Paris risque une lourde amende de Bruxelles en raison des particules fines. Pourtant, la qualité de l'air n'est pas au menu de la Conférence environnementale qui s'ouvre vendredi. 

Article rédigé par Thomas Baïetto
France Télévisions
Publié Mis à jour
Temps de lecture : 8min
Les gaz d'échappement du diesel, le carburant le plus utilisé en France, sont montrés du doigt par les associations environnementales. (FRED TANNEAU / AFP)

La qualité de l'air n'est pas au programme de la Conférence environnementale qui s'ouvre vendredi 20 septembre, à Paris. Pourtant, la pollution atmosphérique pourrait coûter à la France, l'an prochain, une amende de 11 millions d'euros et 240 000 euros de pénalités par jour jusqu'à ce que la qualité de l'air s'améliore. La Commission européenne poursuit l'Hexagone pour non-respect des valeurs-limites de particules fines PM10 (au diamètre inférieur à 10 micromètres) dans 15 zones. Soit 12 millions de personnes, selon le ministère de l'Ecologie, qui voient ainsi leur santé menacée.
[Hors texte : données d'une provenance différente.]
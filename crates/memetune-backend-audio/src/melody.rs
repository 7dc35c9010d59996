//! Procedural melody synthesis.
//!
//! A melody is rendered in five passes over one call-local buffer:
//!
//! 1. one note per beat, drawn from a fixed five-note interval set across
//!    three octaves, rendered as three additive harmonics under an
//!    attack/sustain/release envelope,
//! 2. a tempo-locked kick layer,
//! 3. a two-tap delay reverb,
//! 4. a zero-phase 4th-order Butterworth lowpass at 8 kHz,
//! 5. peak normalization to `f32`.
//!
//! Notes are spaced evenly across the whole duration while kicks follow the
//! beat period, so the two layers drift apart when the duration is not a
//! whole number of beats.

use std::f64::consts::PI;

use memetune_spec::{validate_timing, GenerationConfig, Genre};
use rand::Rng;
use rand_pcg::Pcg32;

use crate::envelope::{note_envelope, note_ramp_lengths};
use crate::error::AudioResult;
use crate::filter::ButterworthLowpass;
use crate::normalize::normalize_peak;
use crate::percussion::add_kicks;
use crate::reverb::apply_reverb;
use crate::rng::create_rng;
use crate::waveform::Waveform;

/// Semitone intervals a note can take within one octave.
pub const INTERVALS: [u32; 5] = [0, 2, 4, 7, 9];

/// Number of octaves a note can be shifted up by (0, 1 or 2).
pub const OCTAVE_SPAN: u32 = 3;

/// `(multiple of the fundamental, amplitude)` of each partial.
pub const HARMONICS: [(f64, f64); 3] = [(1.0, 0.8), (2.0, 0.3), (3.0, 0.15)];

/// Lowpass cutoff in Hz.
pub const LOWPASS_CUTOFF_HZ: f64 = 8000.0;

/// Lowpass order.
pub const LOWPASS_ORDER: usize = 4;

/// One melody note.
#[derive(Debug, Clone, Copy, PartialEq)]
pub struct Note {
    /// Semitones above the genre base frequency.
    pub semitone: u32,
    /// Start time in seconds.
    pub start_seconds: f64,
}

impl Note {
    /// Note frequency in Hz for a base frequency.
    pub fn frequency(&self, base_frequency: f64) -> f64 {
        base_frequency * 2f64.powf(self.semitone as f64 / 12.0)
    }
}

/// Melody synthesizer for one set of timing parameters.
#[derive(Debug, Clone, PartialEq)]
pub struct MelodySynth {
    tempo_bpm: f64,
    duration_seconds: f64,
    genre: Genre,
    sample_rate: u32,
}

impl MelodySynth {
    /// Creates a synthesizer, rejecting parameters that cannot be rendered.
    ///
    /// # Arguments
    /// * `tempo_bpm` - Tempo in beats per minute, positive
    /// * `duration_seconds` - Length of the output, positive
    /// * `genre` - Genre, selects the base frequency
    /// * `sample_rate` - Output sample rate in Hz, positive
    pub fn new(
        tempo_bpm: f64,
        duration_seconds: f64,
        genre: Genre,
        sample_rate: u32,
    ) -> AudioResult<Self> {
        validate_timing(tempo_bpm, duration_seconds, sample_rate)?;
        Ok(Self {
            tempo_bpm,
            duration_seconds,
            genre,
            sample_rate,
        })
    }

    /// Creates a synthesizer from a generation config.
    pub fn from_config(config: &GenerationConfig) -> AudioResult<Self> {
        Self::new(
            config.tempo_bpm,
            config.duration_seconds,
            config.genre.clone(),
            config.sample_rate,
        )
    }

    /// Number of output samples, `round(sample_rate * duration)`.
    pub fn num_samples(&self) -> usize {
        (self.sample_rate as f64 * self.duration_seconds).round() as usize
    }

    /// Number of melody notes, `ceil(duration * tempo / 60)`.
    pub fn beat_count(&self) -> usize {
        (self.duration_seconds * (self.tempo_bpm / 60.0)).ceil() as usize
    }

    /// One beat in whole samples.
    pub fn beat_period_samples(&self) -> usize {
        (self.sample_rate as f64 * (60.0 / self.tempo_bpm)) as usize
    }

    /// Base frequency of the genre in Hz.
    pub fn base_frequency(&self) -> f64 {
        self.genre.base_frequency()
    }

    /// Draws the notes of the melody.
    ///
    /// Per beat, an interval is drawn from [`INTERVALS`] and then an octave
    /// from `0..OCTAVE_SPAN`. Beat `k` starts at `k * duration / beats`.
    ///
    /// A tempo so high that one beat is shorter than a sample yields no
    /// notes. Otherwise there are at most as many notes as output samples.
    pub fn compose(&self, rng: &mut Pcg32) -> Vec<Note> {
        if self.beat_period_samples() == 0 {
            return Vec::new();
        }
        let beats = self.beat_count();
        (0..beats)
            .map(|k| {
                let interval = INTERVALS[rng.gen_range(0..INTERVALS.len())];
                let octave = rng.gen_range(0..OCTAVE_SPAN);
                Note {
                    semitone: interval + 12 * octave,
                    start_seconds: k as f64 * self.duration_seconds / beats as f64,
                }
            })
            .collect()
    }

    /// Renders the melody for a seed.
    pub fn render(&self, seed: u32) -> Waveform {
        let sample_rate = self.sample_rate as f64;
        let num_samples = self.num_samples();
        let mut rng = create_rng(seed);
        let mut buffer = vec![0.0_f64; num_samples];

        let notes = self.compose(&mut rng);
        let base = self.base_frequency();
        let span = self.beat_period_samples();
        let (attack, release) = note_ramp_lengths(sample_rate);
        log::debug!(
            "melody: {} notes, base {} Hz, {} samples per beat, {} samples",
            notes.len(),
            base,
            span,
            num_samples
        );

        for note in &notes {
            let start = (note.start_seconds * sample_rate) as usize;
            let end = num_samples.min(start + span);
            if end <= start {
                continue;
            }
            let envelope = note_envelope(end - start, attack, release);
            add_tone(
                &mut buffer[start..end],
                start,
                note.frequency(base),
                sample_rate,
                &envelope,
            );
        }

        add_kicks(&mut buffer, sample_rate, span, &mut rng);
        apply_reverb(&mut buffer, sample_rate);
        let buffer = apply_lowpass(buffer, sample_rate);

        Waveform::new(normalize_peak(&buffer), self.sample_rate)
    }
}

/// Adds the harmonic tone of one note to `segment`.
///
/// `offset` is the absolute sample index of `segment[0]`, so every note's
/// phase follows the global time axis.
fn add_tone(segment: &mut [f64], offset: usize, frequency: f64, sample_rate: f64, envelope: &[f64]) {
    for (i, (sample, env)) in segment.iter_mut().zip(envelope).enumerate() {
        let t = (offset + i) as f64 / sample_rate;
        let tone: f64 = HARMONICS
            .iter()
            .map(|&(multiple, amplitude)| amplitude * (2.0 * PI * frequency * multiple * t).sin())
            .sum();
        *sample += tone * env;
    }
}

/// Applies the zero-phase lowpass, or returns the input unchanged if the
/// filter cannot be built or applied for these parameters.
pub fn apply_lowpass(buffer: Vec<f64>, sample_rate: f64) -> Vec<f64> {
    let filtered = ButterworthLowpass::new(LOWPASS_ORDER, LOWPASS_CUTOFF_HZ, sample_rate)
        .and_then(|filter| filter.filtfilt(&buffer));
    match filtered {
        Ok(filtered) => filtered,
        Err(err) => {
            log::debug!("lowpass skipped: {}", err);
            buffer
        }
    }
}

/// Synthesizes an instrumental melody.
///
/// The prompt does not influence the content; all variation comes from the
/// seed. Output length is `round(sample_rate * duration_seconds)` and every
/// sample lies in [-1.0, 1.0].
///
/// # Example
/// ```
/// use memetune_backend_audio::synth_melody;
/// use memetune_spec::Genre;
///
/// let wave = synth_melody("x", 100.0, 5.0, &Genre::Electronic, 22050, 42).unwrap();
/// assert_eq!(wave.len(), 110_250);
/// ```
pub fn synth_melody(
    prompt: &str,
    tempo_bpm: f64,
    duration_seconds: f64,
    genre: &Genre,
    sample_rate: u32,
    seed: u32,
) -> AudioResult<Waveform> {
    log::debug!("melody prompt {:?} genre {} seed {}", prompt, genre, seed);
    let synth = MelodySynth::new(tempo_bpm, duration_seconds, genre.clone(), sample_rate)?;
    Ok(synth.render(seed))
}

#[cfg(test)]
mod tests {
    use super::*;
    use crate::error::AudioError;

    #[test]
    fn test_beat_arithmetic() {
        let synth = MelodySynth::new(100.0, 5.0, Genre::Electronic, 22050).unwrap();
        assert_eq!(synth.num_samples(), 110_250);
        // 5 s at 100 BPM is 8.33 beats
        assert_eq!(synth.beat_count(), 9);
        assert_eq!(synth.beat_period_samples(), 13_230);
    }

    #[test]
    fn test_notes_evenly_spaced_across_duration() {
        let synth = MelodySynth::new(120.0, 3.0, Genre::Pop, 22050).unwrap();
        let notes = synth.compose(&mut create_rng(3));
        assert_eq!(notes.len(), 6);
        for (k, note) in notes.iter().enumerate() {
            assert!((note.start_seconds - k as f64 * 0.5).abs() < 1e-12);
        }
    }

    #[test]
    fn test_notes_use_interval_set() {
        let synth = MelodySynth::new(600.0, 10.0, Genre::Pop, 8000).unwrap();
        let notes = synth.compose(&mut create_rng(11));
        assert_eq!(notes.len(), 100);
        for note in &notes {
            assert!(note.semitone < 36);
            assert!(INTERVALS.contains(&(note.semitone % 12)));
        }
        // Across 100 draws every octave shows up
        for octave in 0..OCTAVE_SPAN {
            assert!(notes.iter().any(|n| n.semitone / 12 == octave));
        }
    }

    #[test]
    fn test_note_frequency() {
        let note = Note {
            semitone: 12,
            start_seconds: 0.0,
        };
        assert!((note.frequency(55.0) - 110.0).abs() < 1e-9);
        let note = Note {
            semitone: 7,
            start_seconds: 0.0,
        };
        assert!((note.frequency(65.0) - 65.0 * 2f64.powf(7.0 / 12.0)).abs() < 1e-9);
    }

    #[test]
    fn test_rejects_bad_timing() {
        assert!(matches!(
            MelodySynth::new(0.0, 5.0, Genre::Pop, 22050),
            Err(AudioError::InvalidConfig(_))
        ));
        assert!(MelodySynth::new(100.0, -1.0, Genre::Pop, 22050).is_err());
        assert!(MelodySynth::new(100.0, 1.0, Genre::Pop, 0).is_err());
    }

    #[test]
    fn test_sub_sample_beat_renders_silence() {
        let synth = MelodySynth::new(1e300, 1.0, Genre::Pop, 22050).unwrap();
        assert_eq!(synth.beat_period_samples(), 0);
        assert!(synth.compose(&mut create_rng(1)).is_empty());

        let wave = synth_melody("x", 1e300, 1.0, &Genre::Pop, 22050, 1).unwrap();
        assert_eq!(wave.len(), 22050);
        assert!(wave.samples().iter().all(|&s| s == 0.0));

        // Just under one sample per beat
        let wave = synth_melody("x", 60.0 * 8000.0 * 1.5, 0.5, &Genre::Pop, 8000, 1).unwrap();
        assert_eq!(wave.len(), 4000);
    }

    #[test]
    fn test_lowpass_fallback_when_cutoff_above_nyquist() {
        let input: Vec<f64> = (0..1000).map(|i| ((i * 7919) % 13) as f64 - 6.0).collect();
        // 8 kHz is the Nyquist frequency at 16 kHz
        assert_eq!(apply_lowpass(input.clone(), 16000.0), input);
        // And a real filter changes the signal
        assert_ne!(apply_lowpass(input.clone(), 44100.0), input);
    }

    #[test]
    fn test_lowpass_fallback_for_tiny_buffers() {
        let input = vec![0.25, -0.5, 1.0];
        assert_eq!(apply_lowpass(input.clone(), 22050.0), input);
    }
}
De fait, en 2012, une dizaine de villes françaises ont en moyenne dépassé les normes européennes près du trafic routier, selon les données compilées par les différentes associations régionales de mesures en France dans le cadre du projet européen Citeair. Lorsque l'indice est supérieur à 1 (en rouge), les normes européennes sont dépassées pour un ou plusieurs polluants. Lorsqu'il est inférieur ou égale à 1 (en vert), elles sont respectées en moyenne.

Marseille est même au-delà de la limite pour les mesures effectuées loin des routes.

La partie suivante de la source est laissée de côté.